▸ ABOUT THIS TASK: State how many lines of the records below contain the word "repository", giving the number and nothing else.

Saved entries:
────────────────────

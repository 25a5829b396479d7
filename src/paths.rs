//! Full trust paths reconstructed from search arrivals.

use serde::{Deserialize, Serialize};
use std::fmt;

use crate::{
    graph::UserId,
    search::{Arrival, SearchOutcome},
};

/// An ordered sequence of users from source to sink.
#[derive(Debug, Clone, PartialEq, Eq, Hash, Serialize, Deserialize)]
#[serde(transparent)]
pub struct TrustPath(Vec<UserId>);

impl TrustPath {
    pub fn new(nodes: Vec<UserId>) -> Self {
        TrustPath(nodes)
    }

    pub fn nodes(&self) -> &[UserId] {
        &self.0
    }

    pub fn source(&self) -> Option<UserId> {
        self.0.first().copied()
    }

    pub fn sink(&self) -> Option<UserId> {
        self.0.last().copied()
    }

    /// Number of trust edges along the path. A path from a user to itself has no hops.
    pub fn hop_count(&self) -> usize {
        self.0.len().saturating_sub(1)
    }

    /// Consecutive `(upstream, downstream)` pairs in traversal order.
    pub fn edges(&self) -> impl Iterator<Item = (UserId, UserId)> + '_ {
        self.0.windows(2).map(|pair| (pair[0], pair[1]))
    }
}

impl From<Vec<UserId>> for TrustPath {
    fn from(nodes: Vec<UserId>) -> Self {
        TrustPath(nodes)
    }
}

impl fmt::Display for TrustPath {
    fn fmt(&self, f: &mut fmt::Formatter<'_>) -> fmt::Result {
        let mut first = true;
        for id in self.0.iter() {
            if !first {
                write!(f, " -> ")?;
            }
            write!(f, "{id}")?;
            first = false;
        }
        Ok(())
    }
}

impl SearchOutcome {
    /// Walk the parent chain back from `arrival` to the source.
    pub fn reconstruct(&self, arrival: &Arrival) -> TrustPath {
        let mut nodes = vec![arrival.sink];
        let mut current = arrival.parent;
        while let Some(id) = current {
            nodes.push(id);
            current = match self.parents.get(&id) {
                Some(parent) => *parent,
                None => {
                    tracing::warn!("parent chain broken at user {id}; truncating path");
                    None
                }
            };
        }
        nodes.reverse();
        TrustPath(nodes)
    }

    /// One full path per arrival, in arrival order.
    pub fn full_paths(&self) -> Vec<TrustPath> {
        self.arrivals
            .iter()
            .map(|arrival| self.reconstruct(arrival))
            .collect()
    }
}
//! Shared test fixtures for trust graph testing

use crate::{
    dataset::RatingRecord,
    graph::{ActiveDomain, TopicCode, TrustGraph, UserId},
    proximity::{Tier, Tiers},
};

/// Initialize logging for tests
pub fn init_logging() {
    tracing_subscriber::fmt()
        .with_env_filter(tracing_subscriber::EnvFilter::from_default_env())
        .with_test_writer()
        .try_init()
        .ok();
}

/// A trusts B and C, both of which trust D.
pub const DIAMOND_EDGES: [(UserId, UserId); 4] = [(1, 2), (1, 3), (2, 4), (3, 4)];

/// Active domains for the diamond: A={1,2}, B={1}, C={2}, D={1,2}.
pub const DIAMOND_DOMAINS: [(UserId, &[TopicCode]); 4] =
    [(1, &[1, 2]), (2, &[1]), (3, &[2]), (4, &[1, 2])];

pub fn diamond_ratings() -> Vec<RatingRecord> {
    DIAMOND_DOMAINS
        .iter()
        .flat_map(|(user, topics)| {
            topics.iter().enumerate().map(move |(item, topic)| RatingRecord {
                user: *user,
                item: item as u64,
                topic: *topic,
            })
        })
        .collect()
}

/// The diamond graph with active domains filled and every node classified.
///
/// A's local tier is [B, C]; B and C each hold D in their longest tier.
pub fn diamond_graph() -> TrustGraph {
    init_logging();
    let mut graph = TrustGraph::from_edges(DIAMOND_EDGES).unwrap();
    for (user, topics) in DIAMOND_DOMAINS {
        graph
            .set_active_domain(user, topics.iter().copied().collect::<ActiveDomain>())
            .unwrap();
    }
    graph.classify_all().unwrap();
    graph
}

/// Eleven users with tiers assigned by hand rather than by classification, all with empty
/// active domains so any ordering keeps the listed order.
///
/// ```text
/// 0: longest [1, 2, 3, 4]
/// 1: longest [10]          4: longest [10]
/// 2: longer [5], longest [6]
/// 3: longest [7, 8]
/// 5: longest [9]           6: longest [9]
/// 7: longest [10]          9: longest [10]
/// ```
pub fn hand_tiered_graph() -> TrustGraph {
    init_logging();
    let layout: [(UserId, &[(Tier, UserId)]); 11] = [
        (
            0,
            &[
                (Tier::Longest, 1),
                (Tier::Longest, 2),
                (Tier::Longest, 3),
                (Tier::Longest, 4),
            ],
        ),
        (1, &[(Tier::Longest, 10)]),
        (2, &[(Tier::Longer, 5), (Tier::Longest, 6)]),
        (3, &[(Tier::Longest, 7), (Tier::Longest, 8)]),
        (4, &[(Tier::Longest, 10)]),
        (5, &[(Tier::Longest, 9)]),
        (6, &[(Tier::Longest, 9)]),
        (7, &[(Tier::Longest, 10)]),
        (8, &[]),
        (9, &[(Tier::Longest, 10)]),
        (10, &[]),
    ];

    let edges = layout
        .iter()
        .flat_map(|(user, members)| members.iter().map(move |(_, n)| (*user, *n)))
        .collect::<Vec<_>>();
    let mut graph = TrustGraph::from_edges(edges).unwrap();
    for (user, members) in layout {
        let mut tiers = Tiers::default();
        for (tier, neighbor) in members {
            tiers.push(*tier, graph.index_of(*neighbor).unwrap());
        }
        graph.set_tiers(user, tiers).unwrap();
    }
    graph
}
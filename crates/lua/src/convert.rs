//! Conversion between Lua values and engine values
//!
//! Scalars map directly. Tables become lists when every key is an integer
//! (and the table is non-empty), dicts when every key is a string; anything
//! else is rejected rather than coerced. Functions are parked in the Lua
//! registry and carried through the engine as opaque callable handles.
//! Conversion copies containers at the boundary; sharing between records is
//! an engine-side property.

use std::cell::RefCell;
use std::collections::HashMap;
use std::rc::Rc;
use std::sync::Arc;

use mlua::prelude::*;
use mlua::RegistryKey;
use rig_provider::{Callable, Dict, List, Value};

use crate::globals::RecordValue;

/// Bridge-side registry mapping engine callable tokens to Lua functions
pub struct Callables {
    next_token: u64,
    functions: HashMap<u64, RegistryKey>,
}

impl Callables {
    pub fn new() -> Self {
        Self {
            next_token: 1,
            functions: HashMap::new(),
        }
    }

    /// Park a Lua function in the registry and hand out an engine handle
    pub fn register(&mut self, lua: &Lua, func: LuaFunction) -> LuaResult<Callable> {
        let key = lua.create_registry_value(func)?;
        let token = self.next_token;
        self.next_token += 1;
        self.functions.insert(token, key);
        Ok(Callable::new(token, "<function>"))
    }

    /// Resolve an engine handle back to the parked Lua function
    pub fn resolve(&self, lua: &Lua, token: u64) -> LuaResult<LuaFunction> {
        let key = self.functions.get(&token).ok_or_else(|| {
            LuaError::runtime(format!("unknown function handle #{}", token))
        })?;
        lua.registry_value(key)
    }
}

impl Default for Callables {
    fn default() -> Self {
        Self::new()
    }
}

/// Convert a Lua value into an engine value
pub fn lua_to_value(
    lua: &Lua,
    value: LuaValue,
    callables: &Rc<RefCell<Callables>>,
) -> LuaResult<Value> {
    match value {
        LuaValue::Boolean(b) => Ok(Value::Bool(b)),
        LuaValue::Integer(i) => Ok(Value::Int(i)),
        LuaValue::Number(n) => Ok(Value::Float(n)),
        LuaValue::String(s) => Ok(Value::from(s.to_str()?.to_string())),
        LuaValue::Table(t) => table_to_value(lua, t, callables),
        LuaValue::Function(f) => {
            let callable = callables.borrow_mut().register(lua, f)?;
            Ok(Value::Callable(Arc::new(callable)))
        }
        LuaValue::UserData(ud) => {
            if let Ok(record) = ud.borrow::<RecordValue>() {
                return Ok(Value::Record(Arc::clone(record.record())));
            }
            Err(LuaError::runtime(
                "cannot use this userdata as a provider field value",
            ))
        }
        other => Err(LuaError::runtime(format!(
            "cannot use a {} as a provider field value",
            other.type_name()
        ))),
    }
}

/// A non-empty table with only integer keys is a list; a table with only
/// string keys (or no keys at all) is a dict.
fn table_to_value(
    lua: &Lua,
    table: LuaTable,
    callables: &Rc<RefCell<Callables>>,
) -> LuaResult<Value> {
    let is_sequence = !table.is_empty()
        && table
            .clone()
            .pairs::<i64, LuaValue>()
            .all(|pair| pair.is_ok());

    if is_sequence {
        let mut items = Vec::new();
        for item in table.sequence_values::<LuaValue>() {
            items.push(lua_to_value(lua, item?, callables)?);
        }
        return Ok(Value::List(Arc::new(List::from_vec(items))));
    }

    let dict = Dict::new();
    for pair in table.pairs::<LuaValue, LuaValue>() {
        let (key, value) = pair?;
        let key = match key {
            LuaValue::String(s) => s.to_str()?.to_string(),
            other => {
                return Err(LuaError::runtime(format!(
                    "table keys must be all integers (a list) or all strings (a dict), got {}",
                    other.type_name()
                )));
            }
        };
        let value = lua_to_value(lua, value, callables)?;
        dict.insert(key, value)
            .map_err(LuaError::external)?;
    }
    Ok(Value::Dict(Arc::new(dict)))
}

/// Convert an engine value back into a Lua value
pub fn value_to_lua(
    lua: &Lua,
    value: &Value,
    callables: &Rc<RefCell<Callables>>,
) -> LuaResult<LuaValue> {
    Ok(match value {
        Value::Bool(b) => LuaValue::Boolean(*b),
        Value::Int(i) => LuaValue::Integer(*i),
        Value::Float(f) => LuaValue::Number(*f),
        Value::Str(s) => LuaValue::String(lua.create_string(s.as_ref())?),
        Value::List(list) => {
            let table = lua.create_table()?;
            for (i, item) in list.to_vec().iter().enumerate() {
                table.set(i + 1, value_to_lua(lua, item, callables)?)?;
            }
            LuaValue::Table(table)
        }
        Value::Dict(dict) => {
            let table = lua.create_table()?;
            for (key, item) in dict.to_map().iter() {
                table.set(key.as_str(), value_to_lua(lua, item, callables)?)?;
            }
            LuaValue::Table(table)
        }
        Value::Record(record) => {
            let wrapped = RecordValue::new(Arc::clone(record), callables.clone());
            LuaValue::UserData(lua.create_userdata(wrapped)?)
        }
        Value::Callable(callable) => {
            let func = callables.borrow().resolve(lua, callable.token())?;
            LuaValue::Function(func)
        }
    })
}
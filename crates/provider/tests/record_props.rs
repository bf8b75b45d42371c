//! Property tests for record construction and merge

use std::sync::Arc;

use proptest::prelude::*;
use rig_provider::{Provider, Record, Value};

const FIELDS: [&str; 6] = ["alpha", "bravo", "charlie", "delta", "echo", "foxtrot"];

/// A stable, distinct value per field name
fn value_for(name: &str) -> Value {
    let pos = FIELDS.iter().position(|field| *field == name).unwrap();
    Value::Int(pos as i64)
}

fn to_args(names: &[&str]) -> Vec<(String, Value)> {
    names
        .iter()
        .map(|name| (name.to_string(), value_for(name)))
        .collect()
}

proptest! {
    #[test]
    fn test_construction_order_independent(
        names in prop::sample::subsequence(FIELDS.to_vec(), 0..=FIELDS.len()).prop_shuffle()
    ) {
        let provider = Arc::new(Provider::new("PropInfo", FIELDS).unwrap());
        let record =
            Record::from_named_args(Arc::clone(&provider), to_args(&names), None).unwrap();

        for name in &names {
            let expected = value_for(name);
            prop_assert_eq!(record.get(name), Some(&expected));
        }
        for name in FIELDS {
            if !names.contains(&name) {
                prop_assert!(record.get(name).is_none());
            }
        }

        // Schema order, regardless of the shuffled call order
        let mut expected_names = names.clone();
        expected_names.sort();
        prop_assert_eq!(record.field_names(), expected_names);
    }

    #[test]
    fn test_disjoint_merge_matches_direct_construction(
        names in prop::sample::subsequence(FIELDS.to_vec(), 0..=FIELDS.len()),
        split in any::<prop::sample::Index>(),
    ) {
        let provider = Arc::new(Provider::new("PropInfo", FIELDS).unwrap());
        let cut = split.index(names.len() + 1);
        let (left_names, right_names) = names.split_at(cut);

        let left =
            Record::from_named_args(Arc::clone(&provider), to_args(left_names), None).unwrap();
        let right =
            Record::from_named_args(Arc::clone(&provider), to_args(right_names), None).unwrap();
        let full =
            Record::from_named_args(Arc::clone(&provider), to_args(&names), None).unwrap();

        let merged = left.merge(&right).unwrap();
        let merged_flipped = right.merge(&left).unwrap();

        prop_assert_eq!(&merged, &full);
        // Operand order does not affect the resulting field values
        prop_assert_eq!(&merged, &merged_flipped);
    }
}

────────────────────

▸ RESULT FOR THIS TASK: 2